Both security firms BAE Systems and Symantec started their investigation on the attacks. According to Symantec, the threat actor behind the attack is the same that targeted financial organizations in 31 countries since at least October 2016.

Polish bank attackers Lazarus Group APT Top Countries Targeted

According to Symantec, the Polish website used to target the Polish banks delivered a strain of malware known to be part of the toolkit of the Lazarus Group.

The activity of the Lazarus Group surged in 2014 and 2015, its members used mostly custom-tailored malware in their attacks and experts that investigated on the crew consider it highly sophisticated.

This threat actor has been active since at least 2009, possibly as early as 2007, and it was involved in both cyber espionage campaigns and sabotage activities aimed to destroy data and disrupt systems.

Malware researchers at Symantec have identified roughly 150 targeted IPs associated with more than 100 organizations across 31 countries. The attackers focused their activities on the banks, but the list of victims also includes ISPs and telecom operators.

Now further revelations emerge from the investigation conducted by security firms, the threat actors unsuccessfully attempted to trick researchers into attributing their operation to Russian-speaking hackers.
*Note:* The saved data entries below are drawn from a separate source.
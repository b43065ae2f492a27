//! Logging initialization
//!
//! Structured logs go to stdout through `tracing-subscriber`, either as JSON
//! (the default, for log collectors) or as human-readable text. `RUST_LOG`
//! overrides the default filter.

use thiserror::Error;
use tracing_subscriber::layer::SubscriberExt;
use tracing_subscriber::util::SubscriberInitExt;
use tracing_subscriber::EnvFilter;

/// Filter used when `RUST_LOG` is unset or invalid
pub const DEFAULT_LOG_FILTER: &str = "info,lws_operator=debug,kube=info,tower=warn,hyper=warn";

/// Errors that can occur during telemetry initialization
#[derive(Debug, Error)]
pub enum TelemetryError {
    /// Failed to initialize tracing subscriber
    #[error("failed to initialize tracing subscriber: {0}")]
    SubscriberInit(String),
}

/// Log output format
#[derive(Clone, Copy, Debug, Default, PartialEq, Eq, clap::ValueEnum)]
pub enum LogFormat {
    /// One JSON object per line
    #[default]
    Json,
    /// Human-readable text
    Text,
}

/// Configuration for telemetry initialization
#[derive(Debug, Clone, Default)]
pub struct TelemetryConfig {
    /// Output format
    pub format: LogFormat,
    /// Filter directives; `RUST_LOG` wins when set, then this, then [`DEFAULT_LOG_FILTER`]
    pub filter: Option<String>,
}

impl TelemetryConfig {
    fn env_filter(&self) -> EnvFilter {
        EnvFilter::try_from_default_env()
            .or_else(|_| match &self.filter {
                Some(directives) => EnvFilter::try_new(directives),
                None => EnvFilter::try_new(DEFAULT_LOG_FILTER),
            })
            .unwrap_or_else(|_| EnvFilter::new(DEFAULT_LOG_FILTER))
    }
}

/// Install the global tracing subscriber
///
/// Fails if a global subscriber is already installed.
pub fn init_telemetry(config: TelemetryConfig) -> Result<(), TelemetryError> {
    let env_filter = config.env_filter();

    // Option<Layer> implements Layer, so exactly one of these is active
    let (json_layer, text_layer) = match config.format {
        LogFormat::Json => (
            Some(
                tracing_subscriber::fmt::layer()
                    .json()
                    .with_current_span(true)
                    .with_span_list(false)
                    .with_target(true)
                    .with_file(false)
                    .with_line_number(false),
            ),
            None,
        ),
        LogFormat::Text => (None, Some(tracing_subscriber::fmt::layer().with_target(true))),
    };

    tracing_subscriber::registry()
        .with(env_filter)
        .with(json_layer)
        .with(text_layer)
        .try_init()
        .map_err(|e: tracing_subscriber::util::TryInitError| {
            TelemetryError::SubscriberInit(e.to_string())
        })?;

    Ok(())
}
The researchers believe that the threat actors have conducted false flag operations to deceive the investigator and increase the difficulty in attributing the attack.

Experts at BAE Systems have dissected half a dozen malware samples and discovered several Russian words in the source code.

“Once the bot has established communication with the remote C&C, it uses several transliterated Russian words to either indicate the state of its communication or issue backdoor commands, such as:

Word State/Backdoor Command
“Nachalo” start communication session
“ustanavlivat” handshake state
“poluchit” receive data
“pereslat” send data
“derzhat” maintain communication session
“vykhodit” exit communication session

A deeper analysis conducted by the researchers revealed that the commands were likely the result of an online translation.

“In spite of some ‘Russian’ words being used, it is evident that the malware author is not a native Russian speaker.” states the blog post published by BaeSystems.
“Of our previous examples, five of the commands were likely produced by an online translation. Below we provide the examples and the correct analogues for reference:”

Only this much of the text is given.